Killed a spider in the bath last night. Flicked on the bright white lights to piss and saw her over my shoulder in the mirror. Didn’t have my glasses on but the dark smudge in my periphery against the cream color shower wall was enough to trip the sensors. Didn’t think. Sorry girl. Circle of life.
It’s not fair. By all rights my blindness should have made me a dead evolutionary end long before I bumbled into this perfect specimen of natural selection. This elite predator lovingly honed by uncountable epochs, fast, cunning, patient, terrifyingly fecund, dazzling and starry-eyed. Didn’t matter. Snuffed out by a half-crippled nearsighted nerd. 300 million years of wondrous gripping setae defeated instantly by the slipperiness of cheap bathtub acrylic invented by some other nerd. Only one of those nerds is rich. Life’s not fair.
She was big, too. Altogether with legs, bigger than a half dollar. Those hefty silver discs we used to thrill to find as children, hold them in our tiny palm like some lost currency of giants. Or maybe not—maybe my nocturnal memory wants her bigger, hairier. Shelob devourer of children playing her unwitting role in my little insomniac drama.
Big enough for the paranoia to kick in. You know. Lying awake in bed, every darkish spot or slight rustle a hundred more of them. Maman died today. Now they want revenge. Twenty more years of bad luck. You think your luck can’t get worse but don’t tempt Athena, it always can.

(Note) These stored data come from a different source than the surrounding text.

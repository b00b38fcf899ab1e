//! Common types used across Blogdesk

use serde::{Deserialize, Serialize};
use std::fmt;
use uuid::Uuid;

// =============================================================================
// ID Wrappers
// =============================================================================

/// Tenant (blog) ID wrapper
#[derive(Debug, Clone, Copy, PartialEq, Eq, Hash, Serialize, Deserialize)]
#[serde(transparent)]
pub struct TenantId(pub Uuid);

impl TenantId {
    pub fn new() -> Self {
        Self(Uuid::new_v4())
    }
}

impl Default for TenantId {
    fn default() -> Self {
        Self::new()
    }
}

impl From<Uuid> for TenantId {
    fn from(id: Uuid) -> Self {
        Self(id)
    }
}

impl fmt::Display for TenantId {
    fn fmt(&self, f: &mut fmt::Formatter<'_>) -> fmt::Result {
        self.0.fmt(f)
    }
}

// =============================================================================
// Tenants
// =============================================================================

/// A blog as known to the tenant directory.
///
/// `label` is the routing slug: unique across the platform and never changed
/// once chosen. Routing code treats the whole record as opaque.
#[derive(Debug, Clone, PartialEq, Eq, Serialize, Deserialize)]
pub struct Tenant {
    pub id: TenantId,
    pub label: String,
    pub display_name: String,
}

impl Tenant {
    pub fn new(label: impl Into<String>, display_name: impl Into<String>) -> Self {
        Self {
            id: TenantId::new(),
            label: label.into(),
            display_name: display_name.into(),
        }
    }
}

// =============================================================================
// Settings
// =============================================================================

/// Which public link style a tenant hands out.
///
/// Stored in the tenant's settings record. `false` (the default) produces
/// `origin/?blog=label` links, `true` produces `label.root-domain` links.
#[derive(Debug, Clone, Copy, PartialEq, Eq, Default, Serialize, Deserialize)]
pub struct RoutingModeConfig {
    pub use_subdomains: bool,
}

impl RoutingModeConfig {
    pub const fn subdomains() -> Self {
        Self {
            use_subdomains: true,
        }
    }

    pub const fn query_param() -> Self {
        Self {
            use_subdomains: false,
        }
    }
}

Still thinking about it in the morning. Feels like some kind of betrayal. A revocation of a certain unspoken arrangement. She leaves me alone during the day, I leave her alone at night. She handles the mosquitoes and I pretend there aren’t fifty thousand of her kin in the walls. Win-win. I’m not David and I have no holy mission but she did her best to protect her modest ward. In those magical quiet hours between 2 and 5 AM the harried mother to millions could finally let down her hair. Enjoy a drink and ponder the many heroic deeds of her race. That’s the deal she carried like a passport deep in her pulsing haemolymph, thick and cold and blue.
Broke my end of the bargain. Changed my routine. Keep waking up around 3, 3:30, 4. Can’t get back to sleep. My mouth dry and my heart pounding. Never used to do that. Never used to remember my nightmares either, though I always knew they’d come around by the tightness in my chest, the patina of dread only slowly sloughing off in thin sharp flecks like rust. Now I do. Images and afterimages flashing in the dim moonlit premorning. The images fade but not the memories of the images, which are formed in the waking not the sleeping mind.
As a kid I was terrified of spiders but these days I wonder if I really was or if it was just something I was supposed to be. If it was my congenital terror searching for incarnate form and lighting upon one readymade and blameless. A scapegoat sought in the hazy borderlands between the natural and the mythological. Natural enough to be concrete fact, mythological enough to house all the inchoate fears of childhood. Claustrophobia, disintegration, abandonment, curses from jealous gods. The kinds of blind fears that expand to fill the space and shape of the vessel provided them. Maybe I just didn’t know yet how to fear what I was really afraid of. If you’re lucky you learn that later.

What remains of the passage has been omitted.